I always wondered what happened to my crazy grey socks with the green stripe! Too damn funny!

"When we recognize that we are not making healthy choices, we might even say out loud, “I am not taking care of myself.” Sometimes this is the jolt we need to wake up to what is actually happening. Next we can sit ourselves down in meditation, with a journal, or with a trusted friend to explore the matter more thoroughly. Just shining the light of our awareness on the source of our resistance is sometimes enough to dispel its power. At other times, further effort is required. Either way, we need not fear these parts that do not want to heal. We only need to take them under our wing and bring them with us into the light."
I love the way the "Daily Om" seems to connect with me and always have something that deals with exactly with what is on my mind!

and thanks Muffy for cheering me up when Im about to have some gray sock voodoo done on me in the new moon tomorrow?/

Tuesday, July 10, 2007

In dem Augenblick als ich gerade weg von der Hitze bleiben möchte. Die Berge sind kühl, wenn Sie nah an 10.000 Fuß erhalten. Ich kam gerade in Silverton an und betete sofort in des Str. Patricks der Kirche. Sie hatte übereinstimmend den Namen meines Lieblingsjesuitlehrers in der High School auf einem befleckten Glasfenster, Vater O'Malley. Ich glaubte sofort einer Freigabe, besonders als ich die wundervolle Kathedrale des felsigen Moutains draußen sah!

Saturday, July 07, 2007

I go around the corner with my soulmate and see the almost endless view of the Rockies against the red sky from a setting sun and I hear Neville singing Amazing Grace. It was at that point that I really wanted to believe in heaven where hatred, fear, animosity, jealousy don't exist..There is only love...It made me realize how much that I have to enjoy every moment..

I have only a few more days of good health and vigor before the new moon... the worst could happen .....someone's gonna put a curse on me and if that don't work then Joe Pete will break my legs or I will mistakenly eat Mema Valetti's poison Manicotti.

I'm gonna have to find the catholic church in Durango and pray for my salvation.

Friday, July 06, 2007

"Chills run up and down my spine for the new moon!"

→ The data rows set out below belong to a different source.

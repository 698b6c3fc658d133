use std::sync::Arc;
use std::time::Duration;
use tabula::correlation::CorrelationOptions;
use tabula::{AnalysisService, EngineConfig, JobScheduler, JobStatus};

const ROWS: usize = 200_000;

/// Sales-like data: revenue tracks units, discount works against it, and a
/// few cells are blank or carry currency formatting.
fn build_csv(rows: usize) -> Vec<u8> {
    let start = chrono::NaiveDate::from_ymd_opt(2021, 1, 1).unwrap();
    let regions = ["north", "south", "east", "west"];
    let mut csv = String::with_capacity(rows * 48);
    csv.push_str("date,region,units,price,revenue,discount\n");
    for i in 0..rows {
        let date = start + chrono::Duration::days((i % 900) as i64);
        let units = (i % 50) as f64 + 1.0;
        let price = 10.0 + (i % 7) as f64;
        let revenue = units * price;
        let discount = 60.0 - units;
        let revenue_cell = if i % 1000 == 0 {
            String::new()
        } else if i % 3 == 0 {
            format!("${:.2}", revenue)
        } else {
            format!("{:.2}", revenue)
        };
        csv.push_str(&format!(
            "{},{},{},{},{},{}\n",
            date.format("%Y-%m-%d"),
            regions[i % regions.len()],
            units,
            price,
            revenue_cell,
            discount
        ));
    }
    csv.into_bytes()
}

#[tokio::test(flavor = "multi_thread", worker_threads = 2)]
async fn test_large_upload_end_to_end() {
    let service = Arc::new(AnalysisService::new(EngineConfig::default()));
    let scheduler = JobScheduler::new(service.clone());

    let job_id = scheduler
        .enqueue("sales", "analyst", "sales.csv", build_csv(ROWS), "text/csv")
        .unwrap();

    let mut progress_seen = Vec::new();
    let view = tokio::time::timeout(Duration::from_secs(600), async {
        loop {
            let view = scheduler.get_status(&job_id).unwrap();
            progress_seen.push(view.progress);
            if view.status.is_terminal() {
                return view;
            }
            tokio::time::sleep(Duration::from_millis(10)).await;
        }
    })
    .await
    .expect("job finished in time");

    assert_eq!(view.status, JobStatus::Completed, "{:?}", view.error);
    assert!(progress_seen.windows(2).all(|w| w[0] <= w[1]), "progress went backwards");
    assert!(view.started_at.is_some() && view.completed_at.is_some());

    let result = view.result.expect("completed job carries a result");
    let metadata = &result.summary.metadata;
    assert_eq!(metadata.row_count, ROWS);
    assert_eq!(metadata.column_count, 6);
    assert_eq!(metadata.date_columns, vec!["date"]);
    assert_eq!(metadata.numeric_columns, vec!["units", "price", "revenue", "discount"]);

    let revenue = result
        .summary
        .columns
        .iter()
        .find(|c| c.variable == "revenue")
        .unwrap();
    assert_eq!(revenue.null_values, ROWS / 1000);

    assert!(!result.charts.is_empty());
    for chart in &result.charts {
        assert!(chart.points.len() <= 5_000, "{} has {} points", chart.title, chart.points.len());
    }

    assert!(!result.correlations.is_empty());
    for report in &result.correlations {
        let magnitudes: Vec<f64> = report.results.iter().map(|r| r.coefficient.abs()).collect();
        assert!(magnitudes.windows(2).all(|w| w[0] >= w[1]), "unsorted: {:?}", magnitudes);
    }

    let units = &result.correlations[0];
    assert_eq!(units.target, "units");
    let discount = units.results.iter().find(|r| r.column == "discount").unwrap();
    assert!((discount.coefficient + 1.0).abs() < 1e-9);
    assert_eq!(discount.n_pairs, ROWS);
    let revenue = units.results.iter().find(|r| r.column == "revenue").unwrap();
    assert_eq!(revenue.n_pairs, ROWS - ROWS / 1000);

    // The committed dataset serves later analysis calls.
    assert_eq!(service.get_metadata("sales").unwrap().row_count, ROWS);
    let query = service
        .run_read_only_query("sales", "SELECT region, COUNT(*) AS n FROM dataset GROUP BY region ORDER BY region")
        .unwrap();
    assert_eq!(query.row_count, 4);
    let report = service
        .correlate_dataset(
            "sales",
            "revenue",
            &[],
            &CorrelationOptions {
                top_n: Some(1),
                ..Default::default()
            },
        )
        .unwrap();
    assert_eq!(report.results.len(), 1);
    assert_eq!(service.registry().open_store_count(), 0);
}
use anyhow::{bail, Context, Result};
use clap::{Parser, Subcommand};
use std::path::{Path, PathBuf};
use std::sync::Arc;
use std::time::Duration;
use tabula::correlation::{CorrelationOptions, SignFilter};
use tabula::jobs::JobId;
use tabula::{AnalysisService, EngineConfig, JobScheduler, JobStatus, JobView};
use tracing::info;

#[derive(Parser)]
#[command(name = "tabula")]
#[command(about = "Bounded tabular ingestion and analysis")]
struct Args {
    #[command(subcommand)]
    command: Command,

    /// Session the dataset is loaded under
    #[arg(long, default_value = "cli")]
    session: String,
}

#[derive(Subcommand)]
enum Command {
    /// Ingest a CSV/TSV file and print the job view as JSON
    Ingest { file: PathBuf },
    /// Ingest a file, then run a read-only SQL query against table `dataset`
    Query { file: PathBuf, sql: String },
    /// Ingest a file, then correlate every numeric column with `target`
    Correlate {
        file: PathBuf,
        target: String,
        #[arg(long)]
        top: Option<usize>,
        /// all, positive or negative
        #[arg(long, default_value = "all")]
        sign: String,
    },
}

#[tokio::main]
async fn main() -> Result<()> {
    dotenv::dotenv().ok();

    let env_filter = tracing_subscriber::EnvFilter::try_from_default_env().unwrap_or_else(|_| "info".into());
    tracing_subscriber::fmt().with_env_filter(env_filter).with_writer(std::io::stderr).init();

    let args = Args::parse();
    let config = EngineConfig::from_env();
    let service = Arc::new(AnalysisService::new(config));
    let scheduler = JobScheduler::new(service.clone());
    let _sweeper = scheduler.start_sweeper();

    match args.command {
        Command::Ingest { file } => {
            let view = ingest(&scheduler, &args.session, &file).await?;
            println!("{}", serde_json::to_string_pretty(&view)?);
        }
        Command::Query { file, sql } => {
            ingest(&scheduler, &args.session, &file).await?;
            let result = service.run_read_only_query(&args.session, &sql)?;
            println!("{}", serde_json::to_string_pretty(&result)?);
        }
        Command::Correlate { file, target, top, sign } => {
            ingest(&scheduler, &args.session, &file).await?;
            let options = CorrelationOptions {
                sign: match sign.as_str() {
                    "all" => SignFilter::All,
                    "positive" => SignFilter::Positive,
                    "negative" => SignFilter::Negative,
                    other => bail!("unknown sign filter '{}'", other),
                },
                top_n: top,
                with_insights: true,
                ..Default::default()
            };
            let report = service.correlate_dataset(&args.session, &target, &[], &options)?;
            println!("{}", serde_json::to_string_pretty(&report)?);
        }
    }

    Ok(())
}

async fn ingest(scheduler: &JobScheduler, session: &str, file: &Path) -> Result<JobView> {
    let payload = tokio::fs::read(file)
        .await
        .with_context(|| format!("reading {}", file.display()))?;
    let file_name = file
        .file_name()
        .and_then(|f| f.to_str())
        .unwrap_or("upload.csv")
        .to_string();

    let job_id = scheduler.enqueue(session, "cli", &file_name, payload, "application/octet-stream")?;
    info!(%job_id, file = %file.display(), "Submitted file");
    let view = wait_for(scheduler, job_id).await?;
    if view.status == JobStatus::Failed {
        bail!("ingestion failed: {}", view.error.unwrap_or_default());
    }
    Ok(view)
}

async fn wait_for(scheduler: &JobScheduler, job_id: JobId) -> Result<JobView> {
    let mut last_progress = None;
    loop {
        let view = scheduler
            .get_status(&job_id)
            .with_context(|| format!("job {} disappeared", job_id))?;
        if last_progress != Some(view.progress) {
            info!(status = ?view.status, progress = view.progress, "Job progress");
            last_progress = Some(view.progress);
        }
        if view.status.is_terminal() {
            return Ok(view);
        }
        tokio::time::sleep(Duration::from_millis(50)).await;
    }
}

Some one wants to cause me harm...
Is that news?

considering all the hatemail from rednecks and Bushistas having a few too many in bars and starting fights since they cannot argue well, rednecks very often get physical...What do I say to them?
"Take a number!"

One xgirlfriend has a father connected with the Mafia and is threatening to do voodoo on me !
She wouldnt talk to him for 1o years and wrote how her Dad wanted the father of her 2nd child to be in cement boots along with Jimmy Hoffa references....And we wonder how a lady could grow up to be emotionally stable with a crook for a Dad and an emotionally abusive mother?
It's understandable that broken homes cause years of issues for the children and tend to get mixed up only in abusive relationships.

She has made references to Italian names and beating heads for a living...

So if anything happens to me it's probably more likely the Cosa Nostra connections rather than her voodoo... Maybe her connections could even reach me in Oz...she laughs at the imagery of an Aussie stingray poisoning my heart!

She has threatened to come back as a bird to poop on all the men who crossed her (unfortunately she ended up hating or disliking all the fathers of her children...sad)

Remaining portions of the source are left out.